Commensurate with available guidelines, our institutional philosophy of providing nutrition to critically ill individuals, including those with neurologic insult, is a consistent, proactive approach to establishing early enteral access (typically a nasoduodenal tube) in patients unable to take in nutrition by mouth [9]. Infusion of EN products should begin as soon as medically and surgically appropriate, with the rate advancing as tolerated to the goal infusion rate (optimally within the first 48 h of illness). However, numerous challenges exist in providing adequate EN to neurologically injured patients such as alterations in gastrointestinal motility, elevated intracranial pressure, and altered levels of consciousness and overall neurologic function.

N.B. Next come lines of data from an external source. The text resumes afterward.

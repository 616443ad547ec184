//! Common types used across the platform

use rust_decimal::Decimal;
use serde::{Deserialize, Serialize};

/// GPS coordinates
#[derive(Debug, Clone, Serialize, Deserialize, PartialEq)]
pub struct GpsCoordinates {
    pub latitude: Decimal,
    pub longitude: Decimal,
}

impl GpsCoordinates {
    pub fn new(latitude: Decimal, longitude: Decimal) -> Self {
        Self {
            latitude,
            longitude,
        }
    }
}

/// Scaling convention a band sample was captured in.
///
/// Sentinel-2 L2A products ship reflectance as digital numbers in 0-10000;
/// preprocessed samples may already be surface reflectance in 0-1. The
/// engine normalizes everything to 0-1 before computing indices.
#[derive(Debug, Clone, Copy, Serialize, Deserialize, PartialEq, Eq, Default)]
#[serde(rename_all = "snake_case")]
pub enum ReflectanceScale {
    /// Surface reflectance in [0, 1]
    #[default]
    Unit,
    /// Digital numbers in [0, 10000]
    DigitalNumber,
}

impl ReflectanceScale {
    /// Divisor that maps a raw reading onto [0, 1]
    pub fn divisor(&self) -> f64 {
        match self {
            ReflectanceScale::Unit => 1.0,
            ReflectanceScale::DigitalNumber => 10_000.0,
        }
    }

    /// Upper bound a raw reading may take under this convention
    pub fn ceiling(&self) -> f64 {
        match self {
            ReflectanceScale::Unit => 1.0,
            ReflectanceScale::DigitalNumber => 10_000.0,
        }
    }
}

/// Date range for queries
#[derive(Debug, Clone, Serialize, Deserialize)]
pub struct DateRange {
    pub start: chrono::NaiveDate,
    pub end: chrono::NaiveDate,
}
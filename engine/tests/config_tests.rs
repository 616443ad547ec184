//! Tests for engine configuration loading and defaults

use rust_decimal::Decimal;

use farmsight_engine::config::EngineConfig;
use farmsight_engine::Engine;
use shared::{IndexKind, IrrigationMethod};

#[test]
fn defaults_produce_a_working_engine() {
    let config = EngineConfig::default();

    assert_eq!(config.environment, "development");
    assert_eq!(config.index.savi_l, 0.5);
    assert_eq!(config.index.evi_gain, 2.5);
    assert_eq!(config.timeseries.trend_window, 30);
    assert_eq!(config.timeseries.anomaly_window, 7);
    assert_eq!(config.timeseries.anomaly_threshold, 0.15);
    assert_eq!(
        config.sustainability.baseline_irrigation,
        IrrigationMethod::Flood
    );
    assert_eq!(
        config.sustainability.co2_price_egp_per_tonne,
        Decimal::from(25)
    );

    let _ = Engine::new(config);
}

#[test]
fn default_bands_cover_all_indices() {
    let config = EngineConfig::default();

    for kind in [
        IndexKind::Ndvi,
        IndexKind::Ndwi,
        IndexKind::Savi,
        IndexKind::Evi,
    ] {
        assert!(
            config.classification.default_band(kind).is_some(),
            "missing default band for {kind}"
        );
    }

    let ndvi = config.classification.default_band(IndexKind::Ndvi).unwrap();
    assert_eq!(ndvi.healthy_min, 0.6);
    assert_eq!(ndvi.attention_min, 0.3);

    let ndwi = config.classification.default_band(IndexKind::Ndwi).unwrap();
    assert_eq!(ndwi.healthy_min, -0.2);
    assert_eq!(ndwi.attention_min, -0.4);
}

#[test]
fn environment_variables_override_defaults() {
    // Own test binary, so no parallel test observes the variable
    std::env::set_var("FARMSIGHT__TIMESERIES__ANOMALY_WINDOW", "5");
    std::env::set_var("FARMSIGHT__INDEX__SAVI_L", "0.25");

    let config = EngineConfig::load().expect("load with overrides");

    std::env::remove_var("FARMSIGHT__TIMESERIES__ANOMALY_WINDOW");
    std::env::remove_var("FARMSIGHT__INDEX__SAVI_L");

    assert_eq!(config.timeseries.anomaly_window, 5);
    assert_eq!(config.index.savi_l, 0.25);
    // Untouched sections keep their defaults
    assert_eq!(config.timeseries.trend_window, 30);
}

The precise impact of these challenges related to neurocritical illness on nutrition provision has not been ascertained, but many of these factors may limit the extent of nutrition provided in the first week of illness. In particular, it has been hypothesized that the severity of neurologic illness is inversely related to the likelihood of a patient receiving adequate early EN. Therefore, the aim of this study was to begin to define the relationship of these factors (such as Glasgow Coma Scale score, GCS) to nutrition provision in the neurocritically ill population.
Methods
The study was a retrospective review of medical records of patients admitted to an adult ICU at a 473-bed academic, tertiary-care health center. Subjects were selected for recruitment based upon a review of a hospital database to identify patients admitted to the neurosurgery service (NS) between August 2005 and August 2006. Subjects were randomly screened for inclusion without regard to diagnosis, severity of illness, or time of admission. Eligible patients included those that were at least 18 years of age and admitted to an ICU for at least 72 h with one of the following insults: TBI, SCI, intracranial hemorrhage (ICH), subarachnoid hemorrhage (SAH), or brain tumor. Eligible patients also had an admitting ICU GCS of >3. The study population goal was to achieve approximately 20–25 patients for each GCS group. Patients were excluded from the study if they were receiving total parenteral nutrition (TPN) or oral intake on ICU admission (patients could later be transferred to oral intake if they clinically improved enough to discontinue EN), an ICU stay <72 h, and admitting GCS of 3.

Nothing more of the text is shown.